Saved data entries
=== Begin Enclosure ===

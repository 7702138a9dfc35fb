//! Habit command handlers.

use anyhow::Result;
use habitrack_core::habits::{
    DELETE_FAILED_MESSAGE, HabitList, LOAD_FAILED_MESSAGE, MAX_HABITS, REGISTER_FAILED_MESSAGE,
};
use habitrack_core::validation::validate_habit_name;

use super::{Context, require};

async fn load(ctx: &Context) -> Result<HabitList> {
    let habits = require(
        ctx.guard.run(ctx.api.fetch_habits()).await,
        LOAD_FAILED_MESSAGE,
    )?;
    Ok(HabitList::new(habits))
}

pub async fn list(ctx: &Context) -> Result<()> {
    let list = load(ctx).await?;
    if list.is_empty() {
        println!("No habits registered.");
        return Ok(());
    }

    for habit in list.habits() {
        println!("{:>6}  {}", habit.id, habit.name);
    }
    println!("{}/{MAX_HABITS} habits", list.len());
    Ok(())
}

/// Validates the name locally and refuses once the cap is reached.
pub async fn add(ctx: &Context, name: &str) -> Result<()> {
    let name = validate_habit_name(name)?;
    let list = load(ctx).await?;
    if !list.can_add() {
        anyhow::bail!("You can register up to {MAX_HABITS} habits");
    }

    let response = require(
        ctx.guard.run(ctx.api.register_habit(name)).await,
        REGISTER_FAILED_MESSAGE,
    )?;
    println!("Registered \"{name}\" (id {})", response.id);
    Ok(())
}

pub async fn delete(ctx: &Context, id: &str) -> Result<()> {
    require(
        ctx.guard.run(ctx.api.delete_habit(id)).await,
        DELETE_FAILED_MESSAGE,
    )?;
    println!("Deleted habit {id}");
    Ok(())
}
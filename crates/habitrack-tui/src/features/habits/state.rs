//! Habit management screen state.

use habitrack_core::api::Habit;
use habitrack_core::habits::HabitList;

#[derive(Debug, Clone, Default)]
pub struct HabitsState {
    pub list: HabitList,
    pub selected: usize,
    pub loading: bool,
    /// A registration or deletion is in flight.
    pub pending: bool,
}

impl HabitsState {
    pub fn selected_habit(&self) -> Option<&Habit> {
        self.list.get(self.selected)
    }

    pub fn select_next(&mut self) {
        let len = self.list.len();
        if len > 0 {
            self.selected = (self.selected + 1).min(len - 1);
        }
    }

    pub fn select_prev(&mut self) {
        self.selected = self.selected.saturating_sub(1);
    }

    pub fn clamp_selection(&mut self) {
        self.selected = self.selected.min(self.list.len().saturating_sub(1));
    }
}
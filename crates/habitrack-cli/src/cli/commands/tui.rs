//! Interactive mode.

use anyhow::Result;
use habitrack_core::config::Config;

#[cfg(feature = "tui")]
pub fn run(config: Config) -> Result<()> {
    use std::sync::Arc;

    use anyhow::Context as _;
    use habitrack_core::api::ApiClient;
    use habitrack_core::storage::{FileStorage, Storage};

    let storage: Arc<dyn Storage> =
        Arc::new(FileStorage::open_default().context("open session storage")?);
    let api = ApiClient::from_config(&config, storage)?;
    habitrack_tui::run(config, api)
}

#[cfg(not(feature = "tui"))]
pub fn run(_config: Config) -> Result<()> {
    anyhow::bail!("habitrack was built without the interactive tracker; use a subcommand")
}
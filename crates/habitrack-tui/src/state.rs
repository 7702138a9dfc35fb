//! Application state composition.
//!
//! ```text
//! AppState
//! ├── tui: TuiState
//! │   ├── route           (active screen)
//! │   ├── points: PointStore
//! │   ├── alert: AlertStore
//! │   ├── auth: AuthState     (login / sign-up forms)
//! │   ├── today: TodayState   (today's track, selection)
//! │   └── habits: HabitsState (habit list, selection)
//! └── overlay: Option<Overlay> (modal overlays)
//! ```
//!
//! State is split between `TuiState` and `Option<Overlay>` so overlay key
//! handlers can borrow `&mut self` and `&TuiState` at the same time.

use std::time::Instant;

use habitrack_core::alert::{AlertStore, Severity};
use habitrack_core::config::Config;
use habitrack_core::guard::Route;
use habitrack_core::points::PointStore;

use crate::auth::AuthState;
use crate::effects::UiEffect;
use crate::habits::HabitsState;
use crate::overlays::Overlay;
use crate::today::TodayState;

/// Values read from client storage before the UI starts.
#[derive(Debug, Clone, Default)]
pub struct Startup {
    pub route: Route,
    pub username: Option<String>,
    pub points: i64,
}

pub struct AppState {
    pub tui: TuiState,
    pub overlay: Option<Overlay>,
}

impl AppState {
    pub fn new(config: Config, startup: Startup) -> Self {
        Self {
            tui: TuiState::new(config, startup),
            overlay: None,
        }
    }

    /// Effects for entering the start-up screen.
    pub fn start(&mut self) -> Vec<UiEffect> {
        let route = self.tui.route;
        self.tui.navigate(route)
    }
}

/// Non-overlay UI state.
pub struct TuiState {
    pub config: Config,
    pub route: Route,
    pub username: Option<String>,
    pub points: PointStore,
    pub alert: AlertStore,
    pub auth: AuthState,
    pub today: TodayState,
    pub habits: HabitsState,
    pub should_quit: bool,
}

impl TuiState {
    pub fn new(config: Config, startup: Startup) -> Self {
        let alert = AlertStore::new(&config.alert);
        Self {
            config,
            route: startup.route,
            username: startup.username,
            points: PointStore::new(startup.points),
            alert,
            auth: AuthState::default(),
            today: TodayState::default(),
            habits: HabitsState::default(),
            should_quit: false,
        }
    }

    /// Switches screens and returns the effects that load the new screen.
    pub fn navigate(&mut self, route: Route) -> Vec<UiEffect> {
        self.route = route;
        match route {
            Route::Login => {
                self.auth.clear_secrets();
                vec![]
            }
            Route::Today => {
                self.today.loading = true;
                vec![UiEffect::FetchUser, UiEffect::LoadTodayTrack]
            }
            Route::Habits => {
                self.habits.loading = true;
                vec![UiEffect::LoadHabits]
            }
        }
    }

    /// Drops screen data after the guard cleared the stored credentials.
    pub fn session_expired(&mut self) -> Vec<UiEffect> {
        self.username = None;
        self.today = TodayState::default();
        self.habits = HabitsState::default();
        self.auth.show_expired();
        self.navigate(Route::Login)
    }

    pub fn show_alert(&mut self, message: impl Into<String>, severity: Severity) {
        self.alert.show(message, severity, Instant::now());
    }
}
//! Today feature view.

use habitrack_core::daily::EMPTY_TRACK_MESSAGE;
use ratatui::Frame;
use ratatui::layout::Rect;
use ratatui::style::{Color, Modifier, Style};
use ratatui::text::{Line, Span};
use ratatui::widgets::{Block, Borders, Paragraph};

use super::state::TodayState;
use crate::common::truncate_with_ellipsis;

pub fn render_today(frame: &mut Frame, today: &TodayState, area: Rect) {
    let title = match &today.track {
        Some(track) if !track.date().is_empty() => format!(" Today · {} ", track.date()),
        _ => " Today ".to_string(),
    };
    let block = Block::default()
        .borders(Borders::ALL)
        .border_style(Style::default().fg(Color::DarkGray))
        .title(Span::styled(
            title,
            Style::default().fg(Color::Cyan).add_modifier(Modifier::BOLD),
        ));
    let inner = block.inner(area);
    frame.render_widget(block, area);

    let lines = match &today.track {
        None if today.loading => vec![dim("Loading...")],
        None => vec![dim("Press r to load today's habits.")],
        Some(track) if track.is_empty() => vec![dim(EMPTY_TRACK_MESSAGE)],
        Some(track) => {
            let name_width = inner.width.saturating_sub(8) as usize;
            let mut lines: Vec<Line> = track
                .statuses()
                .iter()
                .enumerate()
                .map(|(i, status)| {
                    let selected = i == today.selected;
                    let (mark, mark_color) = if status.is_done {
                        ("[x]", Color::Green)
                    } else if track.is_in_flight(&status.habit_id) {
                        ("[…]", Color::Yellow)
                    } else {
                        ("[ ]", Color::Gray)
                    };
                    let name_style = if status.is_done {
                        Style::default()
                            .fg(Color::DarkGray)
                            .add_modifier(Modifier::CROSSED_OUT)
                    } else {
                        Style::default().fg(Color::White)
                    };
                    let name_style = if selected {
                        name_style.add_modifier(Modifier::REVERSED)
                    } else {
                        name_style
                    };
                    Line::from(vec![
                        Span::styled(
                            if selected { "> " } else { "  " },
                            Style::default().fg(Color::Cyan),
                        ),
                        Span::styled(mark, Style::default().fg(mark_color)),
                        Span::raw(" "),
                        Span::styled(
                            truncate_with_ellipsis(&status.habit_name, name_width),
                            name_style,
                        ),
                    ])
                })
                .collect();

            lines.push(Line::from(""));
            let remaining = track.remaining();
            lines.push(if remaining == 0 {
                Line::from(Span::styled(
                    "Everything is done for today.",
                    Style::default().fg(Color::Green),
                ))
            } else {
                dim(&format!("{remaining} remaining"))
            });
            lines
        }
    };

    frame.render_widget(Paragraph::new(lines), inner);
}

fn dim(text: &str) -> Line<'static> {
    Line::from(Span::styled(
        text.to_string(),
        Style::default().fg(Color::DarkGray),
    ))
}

=== End Enclosure ===

Give the number of lines above that hold "screen", with no other words.

*Solution*: 5